Top of Given information

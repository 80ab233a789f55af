use base64::Engine;
use base64::engine::general_purpose::STANDARD;
use serde::Serialize;
use serde_json::{Map, Value};

use super::{ExtractionError, RawLineItem};

#[derive(Debug, Clone, Serialize)]
pub(crate) struct ExtractionRequest {
    pub(crate) file_name: String,
    pub(crate) file_data: String,
}

impl ExtractionRequest {
    pub(crate) fn new(file_name: &str, image: &[u8]) -> Self {
        Self {
            file_name: file_name.to_string(),
            file_data: STANDARD.encode(image),
        }
    }
}

/// Decodes an extraction response body into raw line items.
///
/// The body must be a JSON object with a `line_items` array. Entries that are
/// not objects, or whose fields have the wrong type, come back with `None`
/// fields rather than failing the whole response.
pub fn decode_line_items(body: &[u8]) -> Result<Vec<RawLineItem>, ExtractionError> {
    let parsed = serde_json::from_slice::<Value>(body)
        .map_err(|error| ExtractionError::Decode(format!("body is not JSON: {error}")))?;

    let Some(object) = parsed.as_object() else {
        return Err(ExtractionError::Decode(
            "body must be a JSON object".to_string(),
        ));
    };

    let Some(items) = object.get("line_items").and_then(Value::as_array) else {
        return Err(ExtractionError::Decode(
            "body has no `line_items` array".to_string(),
        ));
    };

    Ok(items.iter().map(read_line_item).collect())
}

fn read_line_item(value: &Value) -> RawLineItem {
    let Some(object) = value.as_object() else {
        return RawLineItem {
            description: None,
            total: None,
        };
    };

    RawLineItem {
        description: read_optional_string(object, "description"),
        total: read_optional_number(object, "total"),
    }
}

fn read_optional_string(object: &Map<String, Value>, key: &str) -> Option<String> {
    object
        .get(key)
        .and_then(Value::as_str)
        .map(std::string::ToString::to_string)
}

fn read_optional_number(object: &Map<String, Value>, key: &str) -> Option<f64> {
    object
        .get(key)
        .and_then(Value::as_f64)
        .filter(|value| value.is_finite())
}

#[cfg(test)]
mod tests {
    use super::{ExtractionRequest, decode_line_items};
    use crate::extraction::{ExtractionError, RawLineItem};

    #[test]
    fn request_body_base64_encodes_image() {
        let request = ExtractionRequest::new("receipt.jpg", &[0xFF, 0xD8, 0xFF]);
        let value = serde_json::to_value(&request);
        assert!(value.is_ok());
        if let Ok(json) = value {
            assert_eq!(json["file_name"], "receipt.jpg");
            assert_eq!(json["file_data"], "/9j/");
        }
    }

    #[test]
    fn decodes_line_items_and_keeps_partial_entries() {
        let body = br#"{
            "vendor": {"name": "Market"},
            "line_items": [
                {"description": "EB ORG LRG BROWN EGG", "total": 6.99, "quantity": 1},
                {"description": "BAG FEE", "total": null},
                {"total": 3},
                {"description": "SODA", "total": "2.50"},
                "garbage"
            ]
        }"#;

        let decoded = decode_line_items(body);
        assert_eq!(
            decoded,
            Ok(vec![
                RawLineItem::new("EB ORG LRG BROWN EGG", 6.99),
                RawLineItem {
                    description: Some("BAG FEE".to_string()),
                    total: None,
                },
                RawLineItem {
                    description: None,
                    total: Some(3.0),
                },
                RawLineItem {
                    description: Some("SODA".to_string()),
                    total: None,
                },
                RawLineItem {
                    description: None,
                    total: None,
                },
            ])
        );
    }

    #[test]
    fn empty_line_items_is_not_an_error() {
        assert_eq!(decode_line_items(br#"{"line_items": []}"#), Ok(Vec::new()));
    }

    #[test]
    fn rejects_non_json_and_missing_line_items() {
        assert!(matches!(
            decode_line_items(b"<html>oops</html>"),
            Err(ExtractionError::Decode(_))
        ));
        assert!(matches!(
            decode_line_items(br#"{"items": []}"#),
            Err(ExtractionError::Decode(_))
        ));
        assert!(matches!(
            decode_line_items(br#"[{"description": "EGG", "total": 1}]"#),
            Err(ExtractionError::Decode(_))
        ));
    }
}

Bottom of Given information

For every entry above, write out an exact copy.

repository 80ab233a789f55af
use base64::Engine;
use base64::engine::general_purpose::STANDARD;
use serde::Serialize;
use serde_json::{Map, Value};

use super::{ExtractionError, RawLineItem};

#[derive(Debug, Clone, Serialize)]
pub(crate) struct ExtractionRequest {
    pub(crate) file_name: String,
    pub(crate) file_data: String,
}

impl ExtractionRequest {
    pub(crate) fn new(file_name: &str, image: &[u8]) -> Self {
        Self {
            file_name: file_name.to_string(),
            file_data: STANDARD.encode(image),
        }
    }
}

/// Decodes an extraction response body into raw line items.
///
/// The body must be a JSON object with a `line_items` array. Entries that are
/// not objects, or whose fields have the wrong type, come back with `None`
/// fields rather than failing the whole response.
pub fn decode_line_items(body: &[u8]) -> Result<Vec<RawLineItem>, ExtractionError> {
    let parsed = serde_json::from_slice::<Value>(body)
        .map_err(|error| ExtractionError::Decode(format!("body is not JSON: {error}")))?;

    let Some(object) = parsed.as_object() else {
        return Err(ExtractionError::Decode(
            "body must be a JSON object".to_string(),
        ));
    };

    let Some(items) = object.get("line_items").and_then(Value::as_array) else {
        return Err(ExtractionError::Decode(
            "body has no `line_items` array".to_string(),
        ));
    };

    Ok(items.iter().map(read_line_item).collect())
}

fn read_line_item(value: &Value) -> RawLineItem {
    let Some(object) = value.as_object() else {
        return RawLineItem {
            description: None,
            total: None,
        };
    };

    RawLineItem {
        description: read_optional_string(object, "description"),
        total: read_optional_number(object, "total"),
    }
}

fn read_optional_string(object: &Map<String, Value>, key: &str) -> Option<String> {
    object
        .get(key)
        .and_then(Value::as_str)
        .map(std::string::ToString::to_string)
}

fn read_optional_number(object: &Map<String, Value>, key: &str) -> Option<f64> {
    object
        .get(key)
        .and_then(Value::as_f64)
        .filter(|value| value.is_finite())
}

#[cfg(test)]
mod tests {
    use super::{ExtractionRequest, decode_line_items};
    use crate::extraction::{ExtractionError, RawLineItem};

    #[test]
    fn request_body_base64_encodes_image() {
        let request = ExtractionRequest::new("receipt.jpg", &[0xFF, 0xD8, 0xFF]);
        let value = serde_json::to_value(&request);
        assert!(value.is_ok());
        if let Ok(json) = value {
            assert_eq!(json["file_name"], "receipt.jpg");
            assert_eq!(json["file_data"], "/9j/");
        }
    }

    #[test]
    fn decodes_line_items_and_keeps_partial_entries() {
        let body = br#"{
            "vendor": {"name": "Market"},
            "line_items": [
                {"description": "EB ORG LRG BROWN EGG", "total": 6.99, "quantity": 1},
                {"description": "BAG FEE", "total": null},
                {"total": 3},
                {"description": "SODA", "total": "2.50"},
                "garbage"
            ]
        }"#;

        let decoded = decode_line_items(body);
        assert_eq!(
            decoded,
            Ok(vec![
                RawLineItem::new("EB ORG LRG BROWN EGG", 6.99),
                RawLineItem {
                    description: Some("BAG FEE".to_string()),
                    total: None,
                },
                RawLineItem {
                    description: None,
                    total: Some(3.0),
                },
                RawLineItem {
                    description: Some("SODA".to_string()),
                    total: None,
                },
                RawLineItem {
                    description: None,
                    total: None,
                },
            ])
        );
    }

    #[test]
    fn empty_line_items_is_not_an_error() {
        assert_eq!(decode_line_items(br#"{"line_items": []}"#), Ok(Vec::new()));
    }

    #[test]
    fn rejects_non_json_and_missing_line_items() {
        assert!(matches!(
            decode_line_items(b"<html>oops</html>"),
            Err(ExtractionError::Decode(_))
        ));
        assert!(matches!(
            decode_line_items(br#"{"items": []}"#),
            Err(ExtractionError::Decode(_))
        ));
        assert!(matches!(
            decode_line_items(br#"[{"description": "EGG", "total": 1}]"#),
            Err(ExtractionError::Decode(_))
        ));
    }
}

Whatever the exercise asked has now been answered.